Writer Ryan Binaco (“3022”) dedicated “To Leslie” to his own mother, which is part of why it feels so miraculous that the film avoids too much sentimentality. Ugly things happen to Leslie, but she causes them as well. For the first hour of the film, in fact, it seems as though only ugly things will happen to Leslie. When she begins the film evicted from her humble digs, sitting out on the street in the rain, one believes she has hit rock-bottom. Alas, there are a few more bottoms to hit before the movie finally swings upward. That long first act feels, at times, punishing. Sure, Leslie has done wrong, but what is gained watching her suffer more?

Eventually, Leslie crosses paths with Sweeney (Marc Maron) and Royal (Andre Royo), who run the local motel, where she’s granted the space and patience to get back onto her feet. While it can be a tired trope to present a down-on-their-luck person gaining resilience through manual labor, her figurative job cleaning the motel rooms does help Leslie metaphorically clean up her act.

It also doesn’t hurt that Sweeney — the lone figure in town who didn’t know Leslie at the time of her lotto-winning miracle — is willing to sit with her each night to make sure she doesn’t drink. Riseborough and Maron share sweet (almost chaste) chemistry. He is more concerned with helping her get back on her feet than sweeping her off of them, but still, a small romance blooms between them.

The drama that plays out in the film’s second half is much more engaging, the script gaining momentum alongside Leslie.
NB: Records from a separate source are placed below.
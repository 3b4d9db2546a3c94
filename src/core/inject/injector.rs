// ─── Module Injector ───
// Loads a native module into a running process through a remote thread
// started at the OS loader entry point.

use std::path::{Path, PathBuf};
use std::time::Duration;

use thiserror::Error;
use tracing::{debug, info, warn};

use super::backend::{InjectorBackend, ProcessHandle, WaitOutcome};
use crate::core::process::{ProcessError, ProcessLocator, ProcessTarget};

pub const DEFAULT_INJECTION_TIMEOUT: Duration = Duration::from_secs(10);

#[derive(Debug, Error)]
pub enum InjectorError {
    #[error("Module not found: {0:?}")]
    ModuleNotFound(PathBuf),

    #[error("No running process matches {0}")]
    TargetNotFound(String),

    #[error("Failed to query processes: {0}")]
    Locate(#[from] ProcessError),

    #[error("Failed to open process {pid}: {reason}")]
    OpenFailed { pid: u32, reason: String },

    #[error("Module loader entry point unavailable: {0}")]
    LoaderUnavailable(String),

    #[error("Failed to allocate memory in target process: {0}")]
    AllocationFailed(String),

    #[error("Failed to write module path into target process: {0}")]
    WriteFailed(String),

    #[error("Failed to create remote thread: {0}")]
    ThreadCreateFailed(String),

    #[error("Remote thread did not finish within {0:?}")]
    InjectionTimedOut(Duration),

    #[error("Remote thread failed: {0}")]
    ThreadFailed(String),

    #[error("Target process could not load module {0:?}")]
    ModuleLoadFailed(PathBuf),

    #[error("Module injection is not supported on this platform")]
    Unsupported,
}

/// Runs the open → allocate → write → remote-thread → wait sequence.
/// Attempts are never retried.
pub struct Injector<B> {
    backend: B,
    timeout: Duration,
}

impl<B: InjectorBackend> Injector<B> {
    pub fn new(backend: B) -> Self {
        Self {
            backend,
            timeout: DEFAULT_INJECTION_TIMEOUT,
        }
    }

    pub fn with_timeout(mut self, timeout: Duration) -> Self {
        self.timeout = timeout;
        self
    }

    pub fn timeout(&self) -> Duration {
        self.timeout
    }

    /// Resolve `target` through `locator` and inject into the first match.
    /// Returns the pid that received the module.
    pub fn inject<L: ProcessLocator + ?Sized>(
        &self,
        locator: &mut L,
        target: &ProcessTarget,
        module: &Path,
    ) -> Result<u32, InjectorError> {
        let module = resolve_module(module)?;
        let found = locator
            .resolve(target)?
            .ok_or_else(|| InjectorError::TargetNotFound(target.to_string()))?;
        self.inject_resolved(found.pid, &module)?;
        Ok(found.pid)
    }

    pub fn inject_pid(&self, pid: u32, module: &Path) -> Result<(), InjectorError> {
        let module = resolve_module(module)?;
        self.inject_resolved(pid, &module)
    }

    fn inject_resolved(&self, pid: u32, module: &Path) -> Result<(), InjectorError> {
        info!("Injecting {} into pid {}", module.display(), pid);

        // The handle closes when `process` drops, on every return below.
        let mut process = self.backend.open(pid)?;
        let loader = self.backend.loader_entry()?;

        let path_bytes = self.backend.encode_module_path(module);
        let remote_path = process.allocate(path_bytes.len())?;
        debug!(
            "Allocated {} bytes at {:#x} in pid {}",
            path_bytes.len(),
            remote_path,
            process.pid()
        );
        process.write(remote_path, &path_bytes)?;

        let thread = process.spawn_thread(loader, remote_path)?;
        match process.wait_thread(thread, self.timeout) {
            WaitOutcome::Completed { exit_code: 0 } => {
                warn!("Loader returned null for {} in pid {}", module.display(), pid);
                Err(InjectorError::ModuleLoadFailed(module.to_path_buf()))
            }
            WaitOutcome::Completed { .. } => {
                info!("Injected {} into pid {}", module.display(), pid);
                Ok(())
            }
            WaitOutcome::TimedOut => Err(InjectorError::InjectionTimedOut(self.timeout)),
            WaitOutcome::Abandoned => Err(InjectorError::ThreadFailed("wait abandoned".into())),
            WaitOutcome::Failed(reason) => Err(InjectorError::ThreadFailed(reason)),
        }
    }
}

fn resolve_module(module: &Path) -> Result<PathBuf, InjectorError> {
    if !module.is_file() {
        return Err(InjectorError::ModuleNotFound(module.to_path_buf()));
    }
    std::path::absolute(module).map_err(|_| InjectorError::ModuleNotFound(module.to_path_buf()))
}
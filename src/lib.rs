pub mod commands;
pub mod core;

use clap::Parser;
use tracing_subscriber::EnvFilter;

use crate::commands::Cli;

pub fn run() -> std::process::ExitCode {
    // Initialize structured logging
    tracing_subscriber::fmt()
        .with_env_filter(
            EnvFilter::try_from_default_env()
                .unwrap_or_else(|_| EnvFilter::new("info,tribes_launcher_lib=debug")),
        )
        .init();

    let cli = Cli::parse();

    let runtime = match tokio::runtime::Builder::new_multi_thread().enable_all().build() {
        Ok(runtime) => runtime,
        Err(e) => {
            tracing::error!("Failed to start async runtime: {}", e);
            return std::process::ExitCode::FAILURE;
        }
    };

    match runtime.block_on(cli.execute()) {
        Ok(()) => std::process::ExitCode::SUCCESS,
        Err(e) => {
            tracing::error!("{}", e);
            std::process::ExitCode::FAILURE
        }
    }
}
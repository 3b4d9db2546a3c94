fn main() -> std::process::ExitCode {
    tribes_launcher_lib::run()
}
Roadside motels, too, under the eye of cinematographer Larkin Seiple (“Everything Everywhere All at Once”), have rarely looked more romantic. (Even a microwave dinner has an air of warmth to it.) Seiple often shoots Leslie in close-up, so we bear witness to every flinch, every tear, every steely gaze.

We know — from life, from “Lost” — that winning the lottery is often more of a curse than a blessing. “To Leslie,” in turn, is an ode to everything that comes after: What can be made not from money, but from grit and determination, love and patience.

“To Leslie” opens in U.S. theaters and on-demand Oct. 7.